Eğer Ayşe Kulin ile tanışmak istiyorsanız bu kitabını öneririm. Ben her kitabı olduğu gibi bu kitabı da severek okuduğum. Bu kitapta verilmesi gereken en önemli mesajlardan biri Vatan Sevgisinin sadece o ülkede doğmak olmadığıdır. 

''Suziş, bizim bu Yahudi ve Hristiyanlarla alıp veremediğimiz nedir?'' diye sordum.
''Bazıları kendileri gibi olmayanları sevmiyor...''
''Kimler?''
''Düşünmeyi bilmeyenler.''


"Dine siyaset mikrobunun bulaşması, dini bir sevgi aracı olmaktan çıkardı, ne yazık ki!"

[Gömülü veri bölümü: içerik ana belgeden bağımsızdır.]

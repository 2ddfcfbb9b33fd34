// SPDX-License-Identifier: MIT
// Copyright 2026 Roland Dreier <roland@rolandd.dev>

//! View controllers.
//!
//! A controller fetches the data for one section and renders it into the
//! page's regions. Network, HTTP and parse failures render fixed fallback
//! content in the same region. Auth failures are returned so the caller can
//! put the login view back.

pub mod accounts;
pub mod analytics;
pub mod calculators;
pub mod dashboard;
pub mod fallback;
pub mod payments;
pub mod planning;

use crate::error::Result;
use crate::render::{Page, Section};
use crate::AppState;

/// Keep a successful value, swallow recoverable failures, pass auth errors on.
pub(crate) fn recover<T>(result: Result<T>, what: &'static str) -> Result<Option<T>> {
    match result {
        Ok(value) => Ok(Some(value)),
        Err(e) if e.is_recoverable() => {
            tracing::warn!(error = %e, what, "Fetch failed, rendering fallback");
            Ok(None)
        }
        Err(e) => Err(e),
    }
}

/// Load `section` and fill whatever it left empty.
pub async fn load_section(state: &AppState, section: Section) -> Result<()> {
    match section {
        Section::Dashboard => dashboard::load(state).await?,
        Section::Accounts => accounts::load(state).await?,
        Section::Planning => planning::load(state).await?,
        Section::Payments => payments::load(state).await?,
        Section::Analytics => {
            let period = state.page.read().await.period();
            analytics::load(state, period).await?
        }
        Section::Services => {
            crate::services::health::refresh(state).await;
        }
    }

    heal(&mut *state.page.write().await, section);
    Ok(())
}

/// Re-apply fallbacks to empty regions of `section`. Returns how many were filled.
pub fn heal(page: &mut Page, section: Section) -> usize {
    let mut healed = 0;
    for region in page.empty_regions(section) {
        if let Some(html) = fallback::region(region) {
            page.set_region(region, html);
            healed += 1;
        }
    }
    if healed > 0 {
        tracing::debug!(section = section.name(), healed, "Filled empty regions");
    }
    healed
}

Türkiye'nin şu anki durumunu özetleyen durum aslında bu iki alıntıda net bir şekilde anlatmış Ayşe Kulin. 

"Kalp kırığı iyileşmez. Hep sızlar."

"Ne tuhaf, bela gelip de kapısını çalana kadar, kendine bulaşmaz sanıyordu insan. Bu da insanlık zaafıydı kuşkusuz!"

"İstediğin gibi olma özgürlüğünden daha değerli ne var ki hayatta?"

"Bugün kitapları yakanlar,yarın insanları da yakar
Heinrich Heine"

"Kitap yakmak! İnsanların günlerce, gecelerce uğraşıp damıtarak kağıda aktardıkları birikimlerini, beyin ve hayal güçlerini yakmak! Yangınların en hainiydi!"

''Diploma törenleri hayata acılan kapılardır' diye başladı. bu kapıdan sonrası şansa ve kişinin seçimine kalmış gibi gözükse de aslında niyete bağlıdır. çalışmaya niyetli olan seçimini bin bir çiçekli bahçeye dönüştürebilir. Şans ancak onu en iyi kullanacak olanın kapısını çalar."

"İnsanın inancı kalbinin derinindedir. İnancı, Allah'la kendi arasındadır ve hangi dinin mensubu olursa olsun, Allah tektir, bunu unutma."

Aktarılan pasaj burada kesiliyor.